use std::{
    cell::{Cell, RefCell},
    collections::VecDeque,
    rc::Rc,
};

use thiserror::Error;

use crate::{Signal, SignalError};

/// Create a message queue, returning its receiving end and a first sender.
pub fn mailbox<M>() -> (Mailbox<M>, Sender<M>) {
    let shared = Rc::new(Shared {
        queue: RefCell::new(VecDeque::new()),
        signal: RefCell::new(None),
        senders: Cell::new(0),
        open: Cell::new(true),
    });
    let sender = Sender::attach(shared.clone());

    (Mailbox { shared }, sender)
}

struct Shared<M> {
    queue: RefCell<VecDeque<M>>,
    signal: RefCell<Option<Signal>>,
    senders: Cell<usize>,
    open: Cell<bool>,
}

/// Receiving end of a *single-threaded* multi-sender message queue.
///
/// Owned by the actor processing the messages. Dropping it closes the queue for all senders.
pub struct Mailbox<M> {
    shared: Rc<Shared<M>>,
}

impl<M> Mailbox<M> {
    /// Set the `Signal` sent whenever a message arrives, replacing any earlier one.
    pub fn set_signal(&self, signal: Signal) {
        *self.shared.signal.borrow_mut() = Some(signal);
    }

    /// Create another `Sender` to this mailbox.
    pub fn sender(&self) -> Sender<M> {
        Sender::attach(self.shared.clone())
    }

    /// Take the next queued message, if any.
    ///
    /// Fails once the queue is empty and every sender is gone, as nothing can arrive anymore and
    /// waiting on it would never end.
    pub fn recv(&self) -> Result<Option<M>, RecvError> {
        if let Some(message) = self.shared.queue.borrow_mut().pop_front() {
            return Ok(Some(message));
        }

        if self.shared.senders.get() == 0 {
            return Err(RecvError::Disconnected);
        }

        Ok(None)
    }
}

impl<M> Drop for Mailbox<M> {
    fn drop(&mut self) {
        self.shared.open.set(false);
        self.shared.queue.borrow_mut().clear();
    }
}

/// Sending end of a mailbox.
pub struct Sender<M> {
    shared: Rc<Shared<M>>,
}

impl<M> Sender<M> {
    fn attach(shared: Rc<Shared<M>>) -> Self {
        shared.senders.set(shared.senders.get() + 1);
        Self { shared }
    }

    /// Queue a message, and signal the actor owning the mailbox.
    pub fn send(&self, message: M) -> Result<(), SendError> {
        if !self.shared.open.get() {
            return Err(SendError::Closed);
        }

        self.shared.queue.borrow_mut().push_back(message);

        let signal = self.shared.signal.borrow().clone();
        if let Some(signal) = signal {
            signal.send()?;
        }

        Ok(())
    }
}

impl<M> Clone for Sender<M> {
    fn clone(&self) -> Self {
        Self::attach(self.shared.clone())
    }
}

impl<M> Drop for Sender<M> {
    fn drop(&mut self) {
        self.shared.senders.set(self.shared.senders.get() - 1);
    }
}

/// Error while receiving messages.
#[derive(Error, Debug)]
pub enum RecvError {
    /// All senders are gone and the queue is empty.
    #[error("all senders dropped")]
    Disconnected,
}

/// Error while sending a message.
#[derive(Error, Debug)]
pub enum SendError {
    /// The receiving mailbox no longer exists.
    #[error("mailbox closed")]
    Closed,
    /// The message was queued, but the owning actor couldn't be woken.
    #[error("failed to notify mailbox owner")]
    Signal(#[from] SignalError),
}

◇ ◇ ◇ ◇ ◇

=== Exercise goal ===
Among the lines above, list those that contain the word "SignalError".

=== Exercise result ===
use crate::{Signal, SignalError};
    Signal(#[from] SignalError),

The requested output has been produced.